Monitoring Reference

  • Capella AI Services
  • reference
    +
    This reference lists the metric graphs displayed in the Capella AI Services UI Monitoring dashboards.

    The Capella AI Services Monitoring dashboards display a set of metric graphs for unstructured data, structured data, and models, enabling users to monitor AI Services performance in real time.

    For more information about Capella’s Monitoring dashboards, see View Monitoring Dashboards.

    This monitoring reference lists:

    • The Graph Name as displayed in the Capella UI.

    • A Description of what this metric graph entails.

    • The Metric calculation method for this metric.

    These monitoring dashboards offer the following metrics:

    Unstructured Data

    All the metrics shown in the Unstructured Data dashboard.

    Graph Name Description Metric

    Documents in Workflow

    Total number of JSON documents written to KV Store in a workflow.

    sum by (workflowId) (uds_workflow_number_of_documents_loaded{databaseId="<databaseId>",tenantId="<tenantId>"})

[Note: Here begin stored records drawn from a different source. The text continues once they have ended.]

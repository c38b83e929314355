//! The in-memory form of one model file.
//!
//! A [`Document`] is an ordered list of [`Item`]s: raw text lines kept
//! verbatim and top-level objects. All objects, nested ones included, live in
//! an arena owned by the document and are addressed by [`NodeId`]. Removing an
//! object frees its slot; ids are never reused.

use once_cell::unsync::OnceCell;
use serde::Serialize;
use tracing::debug;

use crate::error::{FeederError, FeederResult};
use crate::index::PropertyIndex;
use crate::object::ObjectNode;
use crate::NodeId;

/// A top-level element of a document.
#[derive(Debug, Clone, PartialEq, Eq, Serialize)]
#[serde(tag = "kind", content = "value", rename_all = "lowercase")]
pub enum Item {
    /// An opaque line (without its line terminator)
    Text(String),
    Object(NodeId),
}

impl Item {
    /// Blank lines and `//` comments carry no model content.
    pub fn is_blank_or_comment(&self) -> bool {
        match self {
            Item::Text(line) => {
                let line = line.trim();
                line.is_empty() || line.starts_with("//")
            }
            Item::Object(_) => false,
        }
    }
}

#[derive(Debug, Clone, Default)]
pub struct Document {
    items: Vec<Item>,
    nodes: Vec<Option<ObjectNode>>,
    index: OnceCell<PropertyIndex>,
}

impl Document {
    pub fn new() -> Self {
        Self::default()
    }

    pub fn items(&self) -> &[Item] {
        &self.items
    }

    /// Live object count, nested objects included.
    pub fn object_count(&self) -> usize {
        self.nodes.iter().filter(|slot| slot.is_some()).count()
    }

    pub fn is_empty(&self) -> bool {
        self.items.is_empty()
    }

    pub fn get(&self, id: NodeId) -> Option<&ObjectNode> {
        self.nodes.get(id.value()).and_then(Option::as_ref)
    }

    pub fn node(&self, id: NodeId) -> FeederResult<&ObjectNode> {
        self.get(id).ok_or(FeederError::UnknownNode(id))
    }

    /// Mutable access to an object. Invalidates the property index.
    pub fn node_mut(&mut self, id: NodeId) -> FeederResult<&mut ObjectNode> {
        self.invalidate();
        self.nodes
            .get_mut(id.value())
            .and_then(Option::as_mut)
            .ok_or(FeederError::UnknownNode(id))
    }

    /// Top-level objects in document order.
    pub fn top_level(&self) -> impl Iterator<Item = NodeId> + '_ {
        self.items.iter().filter_map(|item| match item {
            Item::Object(id) => Some(*id),
            Item::Text(_) => None,
        })
    }

    /// Every live object in document order (pre-order, parents before children).
    pub fn walk(&self) -> Vec<NodeId> {
        let mut out = Vec::with_capacity(self.nodes.len());
        let mut stack: Vec<NodeId> = self.top_level().collect();
        stack.reverse();
        while let Some(id) = stack.pop() {
            let Some(node) = self.get(id) else { continue };
            out.push(id);
            let mut children: Vec<NodeId> = node.children().collect();
            children.reverse();
            stack.extend(children);
        }
        out
    }

    /// Append a raw text line at the end of the document.
    pub fn push_text(&mut self, line: impl Into<String>) {
        self.items.push(Item::Text(strip_line_ending(line.into())));
    }

    /// Insert a raw text line before the item at `index` (clamped to the end).
    pub fn insert_text(&mut self, index: usize, line: impl Into<String>) {
        let index = index.min(self.items.len());
        self.items
            .insert(index, Item::Text(strip_line_ending(line.into())));
    }

    /// Store an object and link it into the tree.
    ///
    /// With `parent == None` the object becomes the last top-level item,
    /// otherwise it becomes the last nested child of `parent`.
    pub fn append_node(
        &mut self,
        parent: Option<NodeId>,
        mut node: ObjectNode,
    ) -> FeederResult<NodeId> {
        if let Some(parent) = parent {
            self.node(parent)?;
        }
        self.invalidate();
        let id = NodeId::new(self.nodes.len());
        node.set_parent(parent);
        self.nodes.push(Some(node));
        match parent {
            Some(parent) => self.node_mut(parent)?.push_child(id),
            None => self.items.push(Item::Object(id)),
        }
        Ok(id)
    }

    /// Position of a top-level object among the items.
    pub fn position(&self, id: NodeId) -> Option<usize> {
        self.items
            .iter()
            .position(|item| *item == Item::Object(id))
    }

    /// Detach an object from its parent (or the top level) and free its subtree.
    pub(crate) fn detach(&mut self, id: NodeId) -> FeederResult<ObjectNode> {
        let parent = self.node(id)?.parent();
        self.invalidate();
        match parent {
            Some(parent) => {
                self.node_mut(parent)?.remove_child(id);
            }
            None => self.items.retain(|item| *item != Item::Object(id)),
        }
        let mut pending = vec![id];
        let mut root = None;
        while let Some(next) = pending.pop() {
            if let Some(node) = self.nodes.get_mut(next.value()).and_then(Option::take) {
                pending.extend(node.children());
                if next == id {
                    root = Some(node);
                }
            }
        }
        debug!(object = %id, "freed object subtree");
        root.ok_or(FeederError::UnknownNode(id))
    }

    pub(crate) fn items_mut(&mut self) -> &mut Vec<Item> {
        self.invalidate();
        &mut self.items
    }

    /// Property index, rebuilt on first use after any mutation.
    pub fn index(&self) -> &PropertyIndex {
        self.index.get_or_init(|| PropertyIndex::build(self))
    }

    fn invalidate(&mut self) {
        if self.index.get().is_some() {
            debug!("invalidating property index");
            self.index = OnceCell::new();
        }
    }
}

fn strip_line_ending(mut line: String) -> String {
    while line.ends_with('\n') || line.ends_with('\r') {
        line.pop();
    }
    line
}
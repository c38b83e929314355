use std::process::ExitCode;

use clap::Parser;
use feeder_cli::{load_config, Cli, Commands};
use tracing::{error, info, warn};
use tracing_subscriber::FmtSubscriber;

mod commands;

use commands::{check, graph, query, roundtrip, transform};

fn main() -> ExitCode {
    let cli = Cli::parse();

    let config = match load_config(cli.config.as_deref()) {
        Ok(config) => config,
        Err(e) => {
            eprintln!("Failed to load configuration: {e:#}");
            return ExitCode::FAILURE;
        }
    };
    let configured_level = config.log_level();
    let level = cli
        .log_level
        .or_else(|| configured_level.as_ref().ok().copied())
        .unwrap_or(tracing::Level::INFO);

    let subscriber = FmtSubscriber::builder()
        .with_max_level(level)
        .with_writer(std::io::stderr)
        .finish();

    tracing::subscriber::set_global_default(subscriber).expect("setting default subscriber failed");

    if let Err(e) = &configured_level {
        warn!("{e}; using {level}");
    }

    let result = match &cli.command {
        Commands::Roundtrip { input, output } => {
            info!("Round-tripping {}", input.display());
            roundtrip::handle(input, output.as_deref(), &config)
        }
        Commands::Transform {
            input,
            output,
            transforms,
            no_sign,
            list,
        } => transform::handle(
            &transform::TransformArgs {
                input: input.as_deref(),
                output: output.as_deref(),
                transforms,
                no_sign: *no_sign,
                list: *list,
            },
            &config,
        ),
        Commands::Find {
            input,
            property,
            value,
            count,
            format,
        } => query::handle_find(input, property, value, *count, *format),
        Commands::Upstream {
            input,
            name,
            all,
            class,
            format,
        } => query::handle_upstream(input, name, *all, class.as_deref(), *format),
        Commands::Downstream {
            input,
            name,
            class,
            format,
        } => query::handle_downstream(input, name, class.as_deref(), *format),
        Commands::Check { input, format } => check::handle(input, *format),
        Commands::Graph { input, dot, format } => graph::handle(input, dot.as_deref(), *format),
    };

    match result {
        Ok(()) => ExitCode::SUCCESS,
        Err(e) => {
            error!("{e:#}");
            ExitCode::FAILURE
        }
    }
}
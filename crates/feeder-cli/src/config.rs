//! Configuration loaded from ~/.feeder/config.toml

use anyhow::{anyhow, Context, Result};
use serde::{Deserialize, Serialize};
use std::path::{Path, PathBuf};
use std::str::FromStr;

use feeder_io::WriterOptions;

#[derive(Debug, Clone, Serialize, Deserialize, Default, PartialEq, Eq)]
pub struct FeederConfig {
    #[serde(default)]
    pub writer: WriterConfig,
    #[serde(default)]
    pub sign: SignConfig,
    #[serde(default)]
    pub logging: LoggingConfig,
}

#[derive(Debug, Clone, Serialize, Deserialize, PartialEq, Eq)]
pub struct WriterConfig {
    /// One level of indentation inside object blocks
    #[serde(default = "default_indent")]
    pub indent: String,
}

impl Default for WriterConfig {
    fn default() -> Self {
        Self {
            indent: default_indent(),
        }
    }
}

fn default_indent() -> String {
    "\t".to_string()
}

/// Signature block written by `transform`
#[derive(Debug, Clone, Serialize, Deserialize, PartialEq, Eq)]
pub struct SignConfig {
    #[serde(default = "default_sign_enabled")]
    pub enabled: bool,
    #[serde(default = "default_tool")]
    pub tool: String,
}

impl Default for SignConfig {
    fn default() -> Self {
        Self {
            enabled: default_sign_enabled(),
            tool: default_tool(),
        }
    }
}

fn default_sign_enabled() -> bool {
    true
}

fn default_tool() -> String {
    "feeder".to_string()
}

#[derive(Debug, Clone, Serialize, Deserialize, PartialEq, Eq)]
pub struct LoggingConfig {
    /// Log level: trace, debug, info, warn, error
    #[serde(default = "default_log_level")]
    pub level: String,
}

impl Default for LoggingConfig {
    fn default() -> Self {
        Self {
            level: default_log_level(),
        }
    }
}

fn default_log_level() -> String {
    "info".to_string()
}

impl FeederConfig {
    pub fn writer_options(&self) -> WriterOptions {
        WriterOptions {
            indent: self.writer.indent.clone(),
        }
    }

    pub fn log_level(&self) -> Result<tracing::Level> {
        tracing::Level::from_str(&self.logging.level)
            .map_err(|_| anyhow!("invalid log level `{}` in config", self.logging.level))
    }
}

/// Location: ~/.feeder/config.toml
pub fn config_path() -> Result<PathBuf> {
    let home = dirs::home_dir().ok_or_else(|| anyhow!("cannot determine home directory"))?;
    Ok(home.join(".feeder").join("config.toml"))
}

/// Load the configuration from `path`, or from the default location.
/// A missing file yields the defaults.
pub fn load_config(path: Option<&Path>) -> Result<FeederConfig> {
    let location = match path {
        Some(path) => path.to_path_buf(),
        None => config_path()?,
    };

    if !location.exists() {
        return Ok(FeederConfig::default());
    }

    let contents = std::fs::read_to_string(&location)
        .with_context(|| format!("reading {}", location.display()))?;
    let config: FeederConfig = toml::from_str(&contents)
        .with_context(|| format!("parsing {}", location.display()))?;
    Ok(config)
}

#[cfg(test)]
mod tests {
    use super::*;

    #[test]
    fn missing_file_gives_defaults() {
        let dir = tempfile::tempdir().unwrap();
        let config = load_config(Some(dir.path().join("absent.toml").as_path())).unwrap();
        assert_eq!(config, FeederConfig::default());
        assert_eq!(config.writer_options(), WriterOptions::default());
        assert_eq!(config.log_level().unwrap(), tracing::Level::INFO);
        assert!(config.sign.enabled);
    }

    #[test]
    fn partial_sections_fill_defaults() {
        let config: FeederConfig = toml::from_str(
            r#"
            [writer]
            indent = "    "

            [sign]
            enabled = false
            "#,
        )
        .unwrap();
        assert_eq!(config.writer.indent, "    ");
        assert!(!config.sign.enabled);
        assert_eq!(config.sign.tool, "feeder");
        assert_eq!(config.logging.level, "info");
    }

    #[test]
    fn bad_level_is_reported() {
        let mut config = FeederConfig::default();
        config.logging.level = "loud".into();
        assert!(config.log_level().is_err());
    }
}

    Number of Workflow Operations

    Total number of successful files in workflow operations.

    sum by (workflowId) (uds_workflow_number_of_files_succeeded_in_workflow{databaseId="<databaseId>",tenantId="<tenantId>"})

    Number of Failed Workflow Operations

    Total number of failed files in workflow operations.

    sum by (workflowId) (uds_workflow_number_of_files_failed_in_workflow{databaseId="<databaseId>",tenantId="<tenantId>"})

    Pages in Workflow

    Total number of pages processed in a workflow.

    sum by (workflowId) (uds_workflow_number_of_pages_in_workflow{databaseId="<databaseId>",tenantId="<tenantId>"})

    Pending Files in Workflow

    Total number of pending files to be processed in a workflow.

    sum by (workflowId) (uds_workflow_number_of_files_pending_in_workflow{databaseId="<databaseId>",tenantId="<tenantId>"})

    Total Files in Workflow

    Total number of files in a workflow.

    sum by (workflowId) (uds_workflow_number_of_files_in_workflow{databaseId="<databaseId>",tenantId="<tenantId>"})

    Structured Data

    All the metrics shown in the Structured Data monitoring dashboard.

    Graph Name Description Metric

    Average Embedding Response Latency

    Histogram of embedding service response times for requests made in a workflow.

    avg by (workflowId) (embedding_service_response_duration_seconds{databaseId="<databaseId>",tenantId="<tenantId>"})

    Number of Embeddings Written

    Total number of embedding write attempts to source documents that were successful in a workflow.

    sum by (workflowId) (embedding_writes_total{databaseId="<databaseId>",status="success",tenantId="<tenantId>"})

    Number of Queries Errored Out

    Number of queries processed successfully vs number of queries errored out in a workflow.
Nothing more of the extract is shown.